The underlying concept of corn-rent is that a tenant farmer pays a portion of the produce of a farm to the landlord as rent. However, the price of produce varies and so the money value of this allotted portion varies based on the price.

==Enclosures==
The 1830 case King v. Joddrell concerned Yelling Parish, the corn-rent was imposed as compensation after the practice of paying tithes ended when the parish was enclosed by an act of Parliament.

==Ricardo and Malthus==
David Ricardo wrote:

"But there are improvements which may lower the relative value of the produce without lowering the corn rent, though they will lower the money rent of the land. Such improvements do not increase the productive powers of the land; but they enable us to obtain its produce with less labour...Less capital, which is the same thing as less labour, will be employed on the land; but to obtain the same produce, less land cannot be cultivated. Whether improvements of this kind, however, effect corn rent, must depend on the question, whether the difference between the produce obtained by the employment of different portions of capital be increased, stationary or diminished. If four portions of capital, 50, 60, 70 and 80, be employed on the land, giving each the same results, and any provement in the formation of such capital should enable me to withdraw five from each, so that they should be 45, 55, 65, and 75, no alteration would take place in the corn rent."
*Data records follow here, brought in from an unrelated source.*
/// 1-based line and column of a byte offset.
fn line_column(input: &[u8], offset: usize) -> (usize, usize) {
    let consumed = &input[..offset.min(input.len())];
    let line = consumed.iter().filter(|&&b| b == b'\n').count() + 1;
    let column = consumed.iter().rev().take_while(|&&b| b != b'\n').count() + 1;
    (line, column)
}

#[cfg(test)]
mod tests {
    use super::*;

    const APPCAST: &str = r#"<?xml version="1.0" encoding="utf-8"?>
<rss version="2.0" xmlns:sparkle="http://www.andymatuschak.org/xml-namespaces/sparkle">
  <channel>
    <title>Example Changelog</title>
    <link>https://example.com/appcast.xml</link>
    <item>
      <title>Version 2.0</title>
      <sparkle:version>200</sparkle:version>
      <sparkle:channel>stable</sparkle:channel>
    </item>
    <item>
      <title>Version 2.1 beta 1</title>
      <sparkle:version>201</sparkle:version>
      <sparkle:channel>edge</sparkle:channel>
    </item>
    <item>
      <title>Version 2.1 beta 2</title>
      <sparkle:version>202</sparkle:version>
      <sparkle:channel>edge</sparkle:channel>
    </item>
    <item>
      <title>Version 1.9</title>
      <sparkle:version>190</sparkle:version>
    </item>
  </channel>
</rss>
"#;

    const EXPECTED: &str = r#"<?xml version="1.0" encoding="utf-8"?>
<rss version="2.0" xmlns:sparkle="http://www.andymatuschak.org/xml-namespaces/sparkle">
  <channel>
    <title>Example Changelog</title>
    <link>https://example.com/appcast.xml</link>
    <item>
      <title>Version 2.0</title>
      <sparkle:version>200</sparkle:version>
      <sparkle:channel>stable</sparkle:channel>
    </item>
    <item>
      <title>Version 1.9</title>
      <sparkle:version>190</sparkle:version>
    </item>
  </channel>
</rss>
"#;

    fn run(input: &str, channel: &str) -> Filtered {
        ChannelFilter::new(channel).filter(input.as_bytes()).unwrap()
    }

    fn text(filtered: &Filtered) -> &str {
        std::str::from_utf8(&filtered.xml).unwrap()
    }

    #[test]
    fn test_removes_matching_releases() {
        let filtered = run(APPCAST, "edge");

        assert_eq!(filtered.removed, 2);
        assert_eq!(filtered.retained, 2);
        assert_eq!(text(&filtered), EXPECTED);
    }

    #[test]
    fn test_no_match_leaves_document_unchanged() {
        let filtered = run(APPCAST, "nightly");

        assert_eq!(filtered.removed, 0);
        assert_eq!(filtered.retained, 4);
        assert_eq!(text(&filtered), APPCAST);
    }

    #[test]
    fn test_match_is_case_sensitive() {
        let filtered = run(APPCAST, "Edge");

        assert_eq!(filtered.removed, 0);
        assert_eq!(text(&filtered), APPCAST);
    }

    #[test]
    fn test_filter_is_idempotent() {
        let first = run(APPCAST, "edge");
        let second = ChannelFilter::new("edge").filter(&first.xml).unwrap();

        assert_eq!(second.removed, 0);
        assert_eq!(second.xml, first.xml);
    }

    #[test]
    fn test_empty_target_removes_nothing() {
        let input = r#"<rss xmlns:sparkle="http://www.andymatuschak.org/xml-namespaces/sparkle"><channel><item><sparkle:channel></sparkle:channel></item><item><sparkle:channel/></item></channel></rss>"#;
        let filtered = run(input, "");

        assert_eq!(filtered.removed, 0);
        assert_eq!(filtered.retained, 2);
    }

    #[test]
    fn test_counts_across_every_feed_channel() {
        let input = r#"<?xml version="1.0"?>
<rss xmlns:sparkle="http://www.andymatuschak.org/xml-namespaces/sparkle">
  <channel>
    <item><sparkle:channel>edge</sparkle:channel></item>
  </channel>
  <channel>
    <item><sparkle:channel>edge</sparkle:channel></item>
    <item><sparkle:channel>stable</sparkle:channel></item>
  </channel>
  <wrapper>
    <channel>
      <item><sparkle:channel>edge</sparkle:channel></item>
    </channel>
  </wrapper>
</rss>"#;
        let filtered = run(input, "edge");

        assert_eq!(filtered.removed, 3);
        assert_eq!(filtered.retained, 1);
        assert!(!text(&filtered).contains(">edge<"));
        assert!(text(&filtered).contains(">stable<"));
    }

    #[test]
    fn test_matches_namespace_not_prefix() {
        let input = r#"<rss xmlns:su="http://www.andymatuschak.org/xml-namespaces/sparkle" xmlns:other="urn:other">
<channel>
<item><su:channel>edge</su:channel></item>
<item><other:channel>edge</other:channel></item>
<item><channel>edge</channel></item>
</channel>
</rss>"#;
        let filtered = run(input, "edge");

        assert_eq!(filtered.removed, 1);
        assert_eq!(filtered.retained, 2);
        let output = text(&filtered);
        assert!(!output.contains("<su:channel>"));
        assert!(output.contains("<other:channel>edge</other:channel>"));
        assert!(output.contains("<item><channel>edge</channel></item>"));
    }

    #[test]
    fn test_only_direct_items_of_feed_channel() {
        let input = r#"<rss xmlns:sparkle="http://www.andymatuschak.org/xml-namespaces/sparkle">
<channel>
<group><item><sparkle:channel>edge</sparkle:channel></item></group>
</channel>
</rss>"#;
        let filtered = run(input, "edge");

        assert_eq!(filtered.removed, 0);
        assert!(text(&filtered).contains("<group><item>"));
    }

    #[test]
    fn test_root_channel_is_not_a_feed_channel() {
        let input = r#"<channel xmlns:sparkle="http://www.andymatuschak.org/xml-namespaces/sparkle"><item><sparkle:channel>edge</sparkle:channel></item></channel>"#;
        let filtered = run(input, "edge");

        assert_eq!(filtered.removed, 0);
        assert_eq!(filtered.retained, 0);
    }

    #[test]
    fn test_first_sparkle_channel_decides() {
        let input = r#"<rss xmlns:sparkle="http://www.andymatuschak.org/xml-namespaces/sparkle"><channel>
<item><sparkle:channel>stable</sparkle:channel><sparkle:channel>edge</sparkle:channel></item>
<item><sparkle:channel>edge</sparkle:channel><sparkle:channel>stable</sparkle:channel></item>
</channel></rss>"#;
        let filtered = run(input, "edge");

        assert_eq!(filtered.removed, 1);
        assert!(text(&filtered).contains("<sparkle:channel>stable</sparkle:channel><sparkle:channel>edge</sparkle:channel>"));
    }

    #[test]
    fn test_channel_value_uses_leading_text_only() {
        let input = r#"<rss xmlns:sparkle="http://www.andymatuschak.org/xml-namespaces/sparkle"><channel>
<item><sparkle:channel>ed<!-- note -->ge</sparkle:channel></item>
<item><sparkle:channel><![CDATA[edge]]></sparkle:channel></item>
<item><sparkle:channel>e&#100;ge</sparkle:channel></item>
<item><sparkle:channel>edge<b>x</b></sparkle:channel></item>
<item><sparkle:channel><b>x</b>edge</sparkle:channel></item>
<item><sparkle:channel> edge </sparkle:channel></item>
</channel></rss>"#;
        let filtered = run(input, "edge");

        assert_eq!(filtered.removed, 4);
        assert_eq!(filtered.retained, 2);
        assert!(text(&filtered).contains("<b>x</b>edge"));
        assert!(text(&filtered).contains("> edge <"));
    }

    #[test]
    fn test_adds_declaration_when_missing() {
        let input = r#"<rss><channel><title>t</title></channel></rss>"#;
        let filtered = run(input, "edge");

        assert_eq!(
            text(&filtered),
            format!("{XML_DECLARATION}\n{input}")
        );
    }

    #[test]
    fn test_keeps_comments_and_instructions() {
        let input = r#"<?xml version="1.0" encoding="UTF-8" standalone="yes"?>
<!-- generated -->
<?xml-stylesheet href="feed.xsl"?>
<rss xmlns:sparkle="http://www.andymatuschak.org/xml-namespaces/sparkle"><channel><!-- releases --><item><sparkle:channel>edge</sparkle:channel></item></channel></rss>"#;
        let filtered = run(input, "edge");

        assert_eq!(filtered.removed, 1);
        let output = text(&filtered);
        assert!(output.starts_with(r#"<?xml version="1.0" encoding="UTF-8" standalone="yes"?>"#));
        assert!(output.contains("<!-- generated -->"));
        assert!(output.contains(r#"<?xml-stylesheet href="feed.xsl"?>"#));
        assert!(output.contains("<channel><!-- releases --></channel>"));
    }

    #[test]
    fn test_strips_byte_order_mark() {
        let mut input = UTF8_BOM.to_vec();
        input.extend_from_slice(APPCAST.as_bytes());
        let filtered = ChannelFilter::new("edge").filter(&input).unwrap();

        assert_eq!(filtered.removed, 2);
        assert_eq!(text(&filtered), EXPECTED);
    }

    #[test]
    fn test_self_closing_item_is_kept() {
        let input = r#"<rss><channel><item/></channel></rss>"#;
        let filtered = run(input, "edge");

        assert_eq!(filtered.removed, 0);
        assert_eq!(filtered.retained, 1);
    }

    fn parse_error(input: &str) -> String {
        match ChannelFilter::new("edge").filter(input.as_bytes()) {
            Err(AppcastError::Parse(message)) => message,
            other => panic!("expected parse error, got {other:?}"),
        }
    }

    #[test]
    fn test_rejects_mismatched_tags() {
        let message = parse_error("<rss>\n<channel></item>\n</rss>");
        assert!(message.contains("line 2"), "{message}");
    }

    #[test]
    fn test_rejects_unclosed_root() {
        parse_error("<rss><channel>");
    }

    #[test]
    fn test_rejects_empty_document() {
        let message = parse_error("   ");
        assert!(message.starts_with("no element found"), "{message}");
    }

    #[test]
    fn test_rejects_plain_text() {
        parse_error("this is not xml");
    }

    #[test]
    fn test_rejects_junk_after_root() {
        let message = parse_error("<rss/><rss/>");
        assert!(message.starts_with("junk after document element"), "{message}");
    }

    #[test]
    fn test_rejects_unbound_prefix() {
        let message = parse_error("<rss><channel><item><sparkle:channel>edge</sparkle:channel></item></channel></rss>");
        assert!(message.starts_with("unbound prefix 'sparkle'"), "{message}");
    }

    #[test]
    fn test_rejects_undefined_entity() {
        parse_error("<rss><channel><title>&bogus;</title></channel></rss>");
    }

    #[test]
    fn test_accepts_us_ascii_declaration() {
        let input = r#"<?xml version="1.0" encoding="US-ASCII"?>
<rss xmlns:sparkle="http://www.andymatuschak.org/xml-namespaces/sparkle"><channel><item><sparkle:channel>edge</sparkle:channel></item></channel></rss>"#;
        let filtered = run(input, "edge");

        assert_eq!(filtered.removed, 1);
        assert_eq!(
            text(&filtered),
            r#"<?xml version="1.0" encoding="utf-8"?>
<rss xmlns:sparkle="http://www.andymatuschak.org/xml-namespaces/sparkle"><channel></channel></rss>"#
        );
    }

    #[test]
    fn test_latin1_is_rewritten_as_utf8() {
        let mut input = br#"<?xml version="1.0" encoding="ISO-8859-1"?>
<rss xmlns:sparkle="http://www.andymatuschak.org/xml-namespaces/sparkle"><channel>
<item><title>Caf"#
            .to_vec();
        input.push(0xE9);
        input.extend_from_slice(
            br#"</title><sparkle:channel>stable</sparkle:channel></item>
<item><sparkle:channel>edge</sparkle:channel></item>
</channel></rss>"#,
        );

        let filtered = ChannelFilter::new("edge").filter(&input).unwrap();

        assert_eq!(filtered.removed, 1);
        assert_eq!(filtered.retained, 1);
        let output = text(&filtered);
        assert!(output.starts_with(r#"<?xml version="1.0" encoding="utf-8"?>"#));
        assert!(output.contains("<title>Café</title>"));
    }

    #[test]
    fn test_rejects_unknown_encoding() {
        let message = parse_error(r#"<?xml version="1.0" encoding="x-no-such-charset"?><rss/>"#);
        assert!(message.contains("x-no-such-charset"), "{message}");
    }

    #[test]
    fn test_rejects_invalid_utf8_in_comment() {
        let input = b"<rss><!-- \xff\xfe --><channel/></rss>";
        let result = ChannelFilter::new("edge").filter(input);

        assert!(matches!(result, Err(AppcastError::Parse(_))), "{result:?}");
    }

    #[test]
    fn test_rejects_invalid_utf8_in_instruction() {
        let input = b"<rss><?app \xc3?><channel/></rss>";
        let result = ChannelFilter::new("edge").filter(input);

        assert!(matches!(result, Err(AppcastError::Parse(_))), "{result:?}");
    }

    #[test]
    fn test_line_column() {
        assert_eq!(line_column(b"abc", 0), (1, 1));
        assert_eq!(line_column(b"ab\ncd", 4), (2, 2));
        assert_eq!(line_column(b"ab", 10), (1, 3));
    }
}
use std::fmt;
use std::path::PathBuf;

#[derive(Debug, Clone, PartialEq, Eq)]
pub struct CleanReport {
    pub path: PathBuf,
    pub channel: String,
    pub removed: usize,
}

impl fmt::Display for CleanReport {
    fn fmt(&self, f: &mut fmt::Formatter<'_>) -> fmt::Result {
        write!(
            f,
            "Removed {} '{}' channel release(s) from {}",
            self.removed,
            self.channel,
            self.path.display()
        )
    }
}
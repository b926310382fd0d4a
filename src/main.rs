use std::process::ExitCode;

use tracing_subscriber::{fmt, prelude::*, EnvFilter};

use appcast_clean::cli::{commands, Cli, USAGE};

fn main() -> ExitCode {
    // Logs go to stderr; stdout only carries the result line.
    tracing_subscriber::registry()
        .with(fmt::layer().with_writer(std::io::stderr))
        .with(EnvFilter::from_default_env())
        .init();

    let Some(cli) = Cli::from_env() else {
        println!("{}", USAGE);
        return ExitCode::FAILURE;
    };

    commands::run(&cli)
}
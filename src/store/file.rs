use std::fs;
use std::io::{self, Write};
use std::path::Path;

use tempfile::NamedTempFile;
use tracing::debug;

use crate::app::{AppcastError, Result};
use crate::store::Store;

/// Filesystem store. Saves go through a temporary file next to the real
/// appcast (symlinks resolved) that is renamed over it, so an interrupted
/// write never leaves a truncated appcast behind. When the directory is
/// not writable, or the file's owner can't be kept, the file is
/// overwritten in place instead.
#[derive(Debug, Clone, Copy, Default)]
pub struct FileStore;

impl FileStore {
    pub fn new() -> Self {
        Self
    }

    fn replace(target: &Path, xml: &[u8]) -> io::Result<()> {
        let dir = match target.parent() {
            Some(parent) if !parent.as_os_str().is_empty() => parent,
            _ => Path::new("."),
        };

        let mut tmp = NamedTempFile::new_in(dir)?;
        tmp.write_all(xml)?;
        tmp.as_file().sync_all()?;

        // Temp files are created owner-only; keep the appcast's own mode and owner.
        if let Ok(meta) = fs::metadata(target) {
            fs::set_permissions(tmp.path(), meta.permissions())?;
            #[cfg(unix)]
            keep_owner(tmp.path(), &meta)?;
        }

        tmp.persist(target).map_err(|e| e.error)?;
        Ok(())
    }
}

#[cfg(unix)]
fn keep_owner(path: &Path, original: &fs::Metadata) -> io::Result<()> {
    use std::os::unix::fs::{chown, MetadataExt};

    let current = fs::metadata(path)?;
    if current.uid() == original.uid() && current.gid() == original.gid() {
        return Ok(());
    }
    chown(path, Some(original.uid()), Some(original.gid()))
}

fn io_error(path: &Path, source: io::Error) -> AppcastError {
    AppcastError::Io {
        path: path.to_path_buf(),
        source,
    }
}

impl Store for FileStore {
    fn load(&self, path: &Path) -> Result<Vec<u8>> {
        let bytes = fs::read(path).map_err(|e| match e.kind() {
            io::ErrorKind::NotFound => AppcastError::NotFound(path.to_path_buf()),
            _ => io_error(path, e),
        })?;
        debug!(path = %path.display(), bytes = bytes.len(), "Read appcast");
        Ok(bytes)
    }

    fn save(&self, path: &Path, xml: &[u8]) -> Result<()> {
        let target = fs::canonicalize(path).unwrap_or_else(|_| path.to_path_buf());

        match Self::replace(&target, xml) {
            Ok(()) => {}
            Err(e) if e.kind() == io::ErrorKind::PermissionDenied => {
                debug!(path = %target.display(), error = %e, "Writing appcast in place");
                fs::write(&target, xml).map_err(|e| io_error(path, e))?;
            }
            Err(e) => return Err(io_error(path, e)),
        }

        debug!(path = %path.display(), bytes = xml.len(), "Wrote appcast");
        Ok(())
    }
}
In Principles Ricardo defined rent as the "proportion of the whole produce [of the produce obtained with a given capital on a given farm] without any reference to its exchangeable value". Ricardo reasons that where "the same cause, the difficulty of production, raises the exchangeable value of raw produce paid to the landlord for rent, it is obvious that the landlord is doubly benefited by difficulty of production. First he obtains a greater share, and secondly the commodity in which he is paid is of greater value." In response to Thomas Malthus' claim that "Improvements in agriculture tend even according to the concessions of Mr. Ricardo to increase the proportion of the whole produce which falls to the landlord's share", Ricardo replied:

"If therefore I have anywhere said that rent rises or falls in the proportion that the produce is obtained is increased or diminished I have committed an error. I am not however conscious of having done so."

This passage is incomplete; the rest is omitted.